Copy, from the data below, each line that has the word "HotelCreationServiceImpl".

↓

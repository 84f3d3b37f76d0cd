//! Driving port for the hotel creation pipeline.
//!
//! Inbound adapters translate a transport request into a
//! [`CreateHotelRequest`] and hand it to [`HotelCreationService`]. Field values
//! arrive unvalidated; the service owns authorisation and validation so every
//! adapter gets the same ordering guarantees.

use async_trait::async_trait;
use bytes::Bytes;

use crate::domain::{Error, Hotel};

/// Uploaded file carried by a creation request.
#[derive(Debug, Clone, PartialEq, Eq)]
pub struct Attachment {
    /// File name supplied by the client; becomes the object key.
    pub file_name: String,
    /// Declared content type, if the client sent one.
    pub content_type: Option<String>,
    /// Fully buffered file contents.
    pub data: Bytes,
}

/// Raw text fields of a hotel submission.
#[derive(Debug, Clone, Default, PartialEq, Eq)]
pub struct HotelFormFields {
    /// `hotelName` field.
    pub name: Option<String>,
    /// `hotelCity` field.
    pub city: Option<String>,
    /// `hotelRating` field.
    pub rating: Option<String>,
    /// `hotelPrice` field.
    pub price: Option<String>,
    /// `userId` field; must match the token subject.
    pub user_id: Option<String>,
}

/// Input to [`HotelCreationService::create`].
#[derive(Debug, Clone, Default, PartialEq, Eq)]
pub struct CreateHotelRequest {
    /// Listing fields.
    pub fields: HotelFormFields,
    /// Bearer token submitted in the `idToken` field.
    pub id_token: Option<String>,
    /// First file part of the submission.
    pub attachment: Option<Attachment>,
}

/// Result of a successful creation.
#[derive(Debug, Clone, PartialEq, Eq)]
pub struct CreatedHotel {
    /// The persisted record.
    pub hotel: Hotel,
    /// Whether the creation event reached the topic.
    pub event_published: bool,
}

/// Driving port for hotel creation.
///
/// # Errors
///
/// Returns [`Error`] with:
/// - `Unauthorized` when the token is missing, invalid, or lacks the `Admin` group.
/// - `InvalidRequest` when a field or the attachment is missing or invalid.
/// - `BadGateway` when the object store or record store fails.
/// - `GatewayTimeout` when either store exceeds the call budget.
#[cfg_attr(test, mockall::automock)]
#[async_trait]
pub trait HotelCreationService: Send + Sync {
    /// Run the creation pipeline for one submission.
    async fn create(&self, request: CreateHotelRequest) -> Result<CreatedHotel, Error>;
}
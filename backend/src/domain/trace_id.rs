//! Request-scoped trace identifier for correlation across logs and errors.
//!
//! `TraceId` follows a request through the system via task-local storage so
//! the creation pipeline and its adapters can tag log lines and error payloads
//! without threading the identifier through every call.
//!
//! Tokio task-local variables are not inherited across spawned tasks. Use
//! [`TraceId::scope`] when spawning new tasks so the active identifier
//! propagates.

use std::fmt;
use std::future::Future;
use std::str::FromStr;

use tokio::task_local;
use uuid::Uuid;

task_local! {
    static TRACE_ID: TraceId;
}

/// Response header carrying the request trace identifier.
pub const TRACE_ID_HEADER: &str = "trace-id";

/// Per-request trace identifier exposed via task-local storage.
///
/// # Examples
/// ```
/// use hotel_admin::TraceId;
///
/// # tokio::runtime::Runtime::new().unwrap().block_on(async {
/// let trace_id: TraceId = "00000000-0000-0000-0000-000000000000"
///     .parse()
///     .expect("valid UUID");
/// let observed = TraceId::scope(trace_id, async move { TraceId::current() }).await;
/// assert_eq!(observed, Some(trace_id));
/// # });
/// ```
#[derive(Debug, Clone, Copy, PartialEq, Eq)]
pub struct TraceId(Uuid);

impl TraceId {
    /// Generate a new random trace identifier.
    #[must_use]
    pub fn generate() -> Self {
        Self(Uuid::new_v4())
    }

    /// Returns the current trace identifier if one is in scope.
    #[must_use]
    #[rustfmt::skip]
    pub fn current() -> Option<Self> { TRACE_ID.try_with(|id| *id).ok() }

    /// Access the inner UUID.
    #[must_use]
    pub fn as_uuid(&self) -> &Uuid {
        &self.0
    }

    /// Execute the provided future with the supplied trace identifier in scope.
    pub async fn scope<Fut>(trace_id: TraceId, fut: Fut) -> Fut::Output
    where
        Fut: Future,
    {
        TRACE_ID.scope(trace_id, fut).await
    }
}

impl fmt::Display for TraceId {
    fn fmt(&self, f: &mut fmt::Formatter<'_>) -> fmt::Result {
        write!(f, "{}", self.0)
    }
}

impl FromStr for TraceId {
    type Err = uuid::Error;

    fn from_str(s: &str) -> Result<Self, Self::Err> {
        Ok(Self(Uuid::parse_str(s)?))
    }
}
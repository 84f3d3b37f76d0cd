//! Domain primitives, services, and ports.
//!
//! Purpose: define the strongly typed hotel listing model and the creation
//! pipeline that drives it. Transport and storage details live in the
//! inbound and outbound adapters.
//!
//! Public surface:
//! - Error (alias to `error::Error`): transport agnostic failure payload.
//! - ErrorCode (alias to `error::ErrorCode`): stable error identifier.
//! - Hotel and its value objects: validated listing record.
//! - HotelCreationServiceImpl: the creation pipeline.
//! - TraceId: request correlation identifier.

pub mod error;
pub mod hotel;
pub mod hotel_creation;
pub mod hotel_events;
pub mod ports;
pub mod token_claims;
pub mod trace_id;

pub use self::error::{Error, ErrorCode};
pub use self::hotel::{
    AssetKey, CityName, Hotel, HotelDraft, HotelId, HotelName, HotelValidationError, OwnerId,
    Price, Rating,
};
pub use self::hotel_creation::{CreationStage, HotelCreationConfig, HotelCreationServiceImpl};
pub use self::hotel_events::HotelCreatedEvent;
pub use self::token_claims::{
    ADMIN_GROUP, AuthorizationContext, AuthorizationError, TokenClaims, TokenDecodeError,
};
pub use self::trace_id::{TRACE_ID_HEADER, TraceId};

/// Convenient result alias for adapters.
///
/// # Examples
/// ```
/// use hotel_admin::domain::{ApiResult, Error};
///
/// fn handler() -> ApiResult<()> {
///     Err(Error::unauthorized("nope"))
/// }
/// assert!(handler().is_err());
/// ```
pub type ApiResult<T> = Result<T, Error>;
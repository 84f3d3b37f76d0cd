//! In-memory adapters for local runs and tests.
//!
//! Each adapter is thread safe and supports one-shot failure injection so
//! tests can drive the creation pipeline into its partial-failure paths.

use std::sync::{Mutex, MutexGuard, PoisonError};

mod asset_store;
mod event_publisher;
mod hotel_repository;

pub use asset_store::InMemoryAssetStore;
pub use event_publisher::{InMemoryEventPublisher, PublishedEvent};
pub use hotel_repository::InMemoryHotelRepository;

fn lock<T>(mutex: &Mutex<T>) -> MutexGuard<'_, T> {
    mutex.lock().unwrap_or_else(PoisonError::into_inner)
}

↑

Response:
//! - HotelCreationServiceImpl: the creation pipeline.
pub use self::hotel_creation::{CreationStage, HotelCreationConfig, HotelCreationServiceImpl};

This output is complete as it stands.